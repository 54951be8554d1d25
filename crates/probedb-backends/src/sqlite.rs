//! SQLite relational backend.
//!
//! A single `rusqlite` connection behind a mutex. Statements run on tokio's
//! blocking pool so a slow query never stalls the async workers; errors are
//! `rusqlite::Error`, unchanged.

use std::path::Path;
use std::sync::Arc;

use async_trait::async_trait;
use parking_lot::Mutex;
use rusqlite::types::{ToSqlOutput, Value, ValueRef};
use rusqlite::{params_from_iter, Connection, ToSql};

use crate::relational::{RelationalBackend, Rows, SqlValue};

/// SQLite connection implementing [`RelationalBackend`].
///
/// Must be used from within a tokio runtime. A statement whose future is
/// dropped still runs to completion on the blocking pool.
pub struct SqliteBackend {
    conn: Arc<Mutex<Connection>>,
}

impl SqliteBackend {
    /// Open a private in-memory database.
    pub fn open_in_memory() -> rusqlite::Result<Self> {
        Ok(Self::from_connection(Connection::open_in_memory()?))
    }

    /// Open (or create) a database file.
    pub fn open(path: impl AsRef<Path>) -> rusqlite::Result<Self> {
        Ok(Self::from_connection(Connection::open(path)?))
    }

    /// Wrap an existing connection.
    pub fn from_connection(conn: Connection) -> Self {
        Self {
            conn: Arc::new(Mutex::new(conn)),
        }
    }

    /// Run `f` against the connection on the blocking pool.
    async fn with_conn<T, F>(&self, f: F) -> rusqlite::Result<T>
    where
        T: Send + 'static,
        F: FnOnce(&Connection) -> rusqlite::Result<T> + Send + 'static,
    {
        let conn = Arc::clone(&self.conn);
        match tokio::task::spawn_blocking(move || f(&conn.lock())).await {
            Ok(result) => result,
            Err(e) if e.is_panic() => std::panic::resume_unwind(e.into_panic()),
            Err(_) => Err(rusqlite::Error::SqliteFailure(
                rusqlite::ffi::Error::new(rusqlite::ffi::SQLITE_ABORT),
                Some("runtime shut down before the statement ran".to_string()),
            )),
        }
    }
}

impl ToSql for SqlValue {
    fn to_sql(&self) -> rusqlite::Result<ToSqlOutput<'_>> {
        Ok(match self {
            SqlValue::Null => ToSqlOutput::Owned(Value::Null),
            SqlValue::Integer(v) => ToSqlOutput::from(*v),
            SqlValue::Real(v) => ToSqlOutput::from(*v),
            SqlValue::Text(v) => ToSqlOutput::from(v.as_str()),
            SqlValue::Blob(v) => ToSqlOutput::from(v.as_slice()),
        })
    }
}

impl From<ValueRef<'_>> for SqlValue {
    fn from(value: ValueRef<'_>) -> Self {
        match value {
            ValueRef::Null => SqlValue::Null,
            ValueRef::Integer(v) => SqlValue::Integer(v),
            ValueRef::Real(v) => SqlValue::Real(v),
            ValueRef::Text(v) => SqlValue::Text(String::from_utf8_lossy(v).into_owned()),
            ValueRef::Blob(v) => SqlValue::Blob(v.to_vec()),
        }
    }
}

#[async_trait]
impl RelationalBackend for SqliteBackend {
    type Error = rusqlite::Error;

    async fn execute(&self, sql: &str, params: &[SqlValue]) -> rusqlite::Result<u64> {
        let sql = sql.to_string();
        let params = params.to_vec();
        self.with_conn(move |conn| {
            let changed = conn.execute(&sql, params_from_iter(params.iter()))?;
            Ok(changed as u64)
        })
        .await
    }

    async fn query(&self, sql: &str, params: &[SqlValue]) -> rusqlite::Result<Rows> {
        let sql = sql.to_string();
        let params = params.to_vec();
        self.with_conn(move |conn| {
            let mut stmt = conn.prepare(&sql)?;
            let columns: Vec<String> =
                stmt.column_names().into_iter().map(String::from).collect();
            let width = columns.len();

            let mut rows = Vec::new();
            let mut cursor = stmt.query(params_from_iter(params.iter()))?;
            while let Some(row) = cursor.next()? {
                let values = (0..width)
                    .map(|i| row.get_ref(i).map(SqlValue::from))
                    .collect::<rusqlite::Result<Vec<_>>>()?;
                rows.push(values);
            }

            Ok(Rows { columns, rows })
        })
        .await
    }

    async fn execute_batch(&self, sql: &str) -> rusqlite::Result<()> {
        let sql = sql.to_string();
        self.with_conn(move |conn| conn.execute_batch(&sql)).await
    }
}

#[cfg(test)]
mod tests {
    use super::*;
    use pretty_assertions::assert_eq;
    use std::time::Duration;

    async fn users() -> SqliteBackend {
        let db = SqliteBackend::open_in_memory().unwrap();
        db.execute_batch(
            "CREATE TABLE users (id INTEGER PRIMARY KEY, name TEXT NOT NULL, score REAL, avatar BLOB);",
        )
        .await
        .unwrap();
        db
    }

    #[tokio::test]
    async fn test_execute_and_query() {
        let db = users().await;
        let inserted = db
            .execute(
                "INSERT INTO users (name, score, avatar) VALUES (?1, ?2, ?3), (?4, NULL, NULL)",
                &[
                    SqlValue::from("ada"),
                    SqlValue::from(9.5f64),
                    SqlValue::from(vec![1u8, 2]),
                    SqlValue::from("bob"),
                ],
            )
            .await
            .unwrap();
        assert_eq!(inserted, 2);

        let rows = db
            .query("SELECT id, name, score, avatar FROM users ORDER BY id", &[])
            .await
            .unwrap();
        assert_eq!(rows.columns, vec!["id", "name", "score", "avatar"]);
        assert_eq!(
            rows.rows,
            vec![
                vec![
                    SqlValue::Integer(1),
                    SqlValue::from("ada"),
                    SqlValue::Real(9.5),
                    SqlValue::Blob(vec![1, 2]),
                ],
                vec![
                    SqlValue::Integer(2),
                    SqlValue::from("bob"),
                    SqlValue::Null,
                    SqlValue::Null,
                ],
            ]
        );
    }

    #[tokio::test]
    async fn test_errors_pass_through() {
        let db = users().await;
        let err = db.query("SELECT * FROM nope", &[]).await.unwrap_err();
        assert!(err.to_string().contains("no such table"));

        let err = db
            .execute("INSERT INTO users (name) VALUES (?1)", &[SqlValue::Null])
            .await
            .unwrap_err();
        assert!(matches!(err, rusqlite::Error::SqliteFailure(_, _)));
    }

    #[tokio::test]
    async fn test_statements_leave_runtime_thread_free() {
        let db = users().await;

        // With the connection held here, a statement run on this thread
        // would deadlock; on the blocking pool it just waits.
        let held = db.conn.lock();
        let query = db.query("SELECT count(*) FROM users", &[]);
        tokio::pin!(query);
        assert!(tokio::time::timeout(Duration::from_millis(50), &mut query)
            .await
            .is_err());

        drop(held);
        let rows = query.await.unwrap();
        assert_eq!(rows.rows, vec![vec![SqlValue::Integer(0)]]);
    }
}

__________________________________________________

Exercise details:
All of the entries above must be output word for word.

Final answer:
repository 54951be8554d1d25
filename crates/probedb-backends/src/sqlite.rs
//! SQLite relational backend.
//!
//! A single `rusqlite` connection behind a mutex. Statements run on tokio's
//! blocking pool so a slow query never stalls the async workers; errors are
//! `rusqlite::Error`, unchanged.

use std::path::Path;
use std::sync::Arc;

use async_trait::async_trait;
use parking_lot::Mutex;
use rusqlite::types::{ToSqlOutput, Value, ValueRef};
use rusqlite::{params_from_iter, Connection, ToSql};

use crate::relational::{RelationalBackend, Rows, SqlValue};

/// SQLite connection implementing [`RelationalBackend`].
///
/// Must be used from within a tokio runtime. A statement whose future is
/// dropped still runs to completion on the blocking pool.
pub struct SqliteBackend {
    conn: Arc<Mutex<Connection>>,
}

impl SqliteBackend {
    /// Open a private in-memory database.
    pub fn open_in_memory() -> rusqlite::Result<Self> {
        Ok(Self::from_connection(Connection::open_in_memory()?))
    }

    /// Open (or create) a database file.
    pub fn open(path: impl AsRef<Path>) -> rusqlite::Result<Self> {
        Ok(Self::from_connection(Connection::open(path)?))
    }

    /// Wrap an existing connection.
    pub fn from_connection(conn: Connection) -> Self {
        Self {
            conn: Arc::new(Mutex::new(conn)),
        }
    }

    /// Run `f` against the connection on the blocking pool.
    async fn with_conn<T, F>(&self, f: F) -> rusqlite::Result<T>
    where
        T: Send + 'static,
        F: FnOnce(&Connection) -> rusqlite::Result<T> + Send + 'static,
    {
        let conn = Arc::clone(&self.conn);
        match tokio::task::spawn_blocking(move || f(&conn.lock())).await {
            Ok(result) => result,
            Err(e) if e.is_panic() => std::panic::resume_unwind(e.into_panic()),
            Err(_) => Err(rusqlite::Error::SqliteFailure(
                rusqlite::ffi::Error::new(rusqlite::ffi::SQLITE_ABORT),
                Some("runtime shut down before the statement ran".to_string()),
            )),
        }
    }
}

impl ToSql for SqlValue {
    fn to_sql(&self) -> rusqlite::Result<ToSqlOutput<'_>> {
        Ok(match self {
            SqlValue::Null => ToSqlOutput::Owned(Value::Null),
            SqlValue::Integer(v) => ToSqlOutput::from(*v),
            SqlValue::Real(v) => ToSqlOutput::from(*v),
            SqlValue::Text(v) => ToSqlOutput::from(v.as_str()),
            SqlValue::Blob(v) => ToSqlOutput::from(v.as_slice()),
        })
    }
}

impl From<ValueRef<'_>> for SqlValue {
    fn from(value: ValueRef<'_>) -> Self {
        match value {
            ValueRef::Null => SqlValue::Null,
            ValueRef::Integer(v) => SqlValue::Integer(v),
            ValueRef::Real(v) => SqlValue::Real(v),
            ValueRef::Text(v) => SqlValue::Text(String::from_utf8_lossy(v).into_owned()),
            ValueRef::Blob(v) => SqlValue::Blob(v.to_vec()),
        }
    }
}

#[async_trait]
impl RelationalBackend for SqliteBackend {
    type Error = rusqlite::Error;

    async fn execute(&self, sql: &str, params: &[SqlValue]) -> rusqlite::Result<u64> {
        let sql = sql.to_string();
        let params = params.to_vec();
        self.with_conn(move |conn| {
            let changed = conn.execute(&sql, params_from_iter(params.iter()))?;
            Ok(changed as u64)
        })
        .await
    }

    async fn query(&self, sql: &str, params: &[SqlValue]) -> rusqlite::Result<Rows> {
        let sql = sql.to_string();
        let params = params.to_vec();
        self.with_conn(move |conn| {
            let mut stmt = conn.prepare(&sql)?;
            let columns: Vec<String> =
                stmt.column_names().into_iter().map(String::from).collect();
            let width = columns.len();

            let mut rows = Vec::new();
            let mut cursor = stmt.query(params_from_iter(params.iter()))?;
            while let Some(row) = cursor.next()? {
                let values = (0..width)
                    .map(|i| row.get_ref(i).map(SqlValue::from))
                    .collect::<rusqlite::Result<Vec<_>>>()?;
                rows.push(values);
            }

            Ok(Rows { columns, rows })
        })
        .await
    }

    async fn execute_batch(&self, sql: &str) -> rusqlite::Result<()> {
        let sql = sql.to_string();
        self.with_conn(move |conn| conn.execute_batch(&sql)).await
    }
}

#[cfg(test)]
mod tests {
    use super::*;
    use pretty_assertions::assert_eq;
    use std::time::Duration;

    async fn users() -> SqliteBackend {
        let db = SqliteBackend::open_in_memory().unwrap();
        db.execute_batch(
            "CREATE TABLE users (id INTEGER PRIMARY KEY, name TEXT NOT NULL, score REAL, avatar BLOB);",
        )
        .await
        .unwrap();
        db
    }

    #[tokio::test]
    async fn test_execute_and_query() {
        let db = users().await;
        let inserted = db
            .execute(
                "INSERT INTO users (name, score, avatar) VALUES (?1, ?2, ?3), (?4, NULL, NULL)",
                &[
                    SqlValue::from("ada"),
                    SqlValue::from(9.5f64),
                    SqlValue::from(vec![1u8, 2]),
                    SqlValue::from("bob"),
                ],
            )
            .await
            .unwrap();
        assert_eq!(inserted, 2);

        let rows = db
            .query("SELECT id, name, score, avatar FROM users ORDER BY id", &[])
            .await
            .unwrap();
        assert_eq!(rows.columns, vec!["id", "name", "score", "avatar"]);
        assert_eq!(
            rows.rows,
            vec![
                vec![
                    SqlValue::Integer(1),
                    SqlValue::from("ada"),
                    SqlValue::Real(9.5),
                    SqlValue::Blob(vec![1, 2]),
                ],
                vec![
                    SqlValue::Integer(2),
                    SqlValue::from("bob"),
                    SqlValue::Null,
                    SqlValue::Null,
                ],
            ]
        );
    }

    #[tokio::test]
    async fn test_errors_pass_through() {
        let db = users().await;
        let err = db.query("SELECT * FROM nope", &[]).await.unwrap_err();
        assert!(err.to_string().contains("no such table"));

        let err = db
            .execute("INSERT INTO users (name) VALUES (?1)", &[SqlValue::Null])
            .await
            .unwrap_err();
        assert!(matches!(err, rusqlite::Error::SqliteFailure(_, _)));
    }

    #[tokio::test]
    async fn test_statements_leave_runtime_thread_free() {
        let db = users().await;

        // With the connection held here, a statement run on this thread
        // would deadlock; on the blocking pool it just waits.
        let held = db.conn.lock();
        let query = db.query("SELECT count(*) FROM users", &[]);
        tokio::pin!(query);
        assert!(tokio::time::timeout(Duration::from_millis(50), &mut query)
            .await
            .is_err());

        drop(held);
        let rows = query.await.unwrap();
        assert_eq!(rows.rows, vec![vec![SqlValue::Integer(0)]]);
    }
}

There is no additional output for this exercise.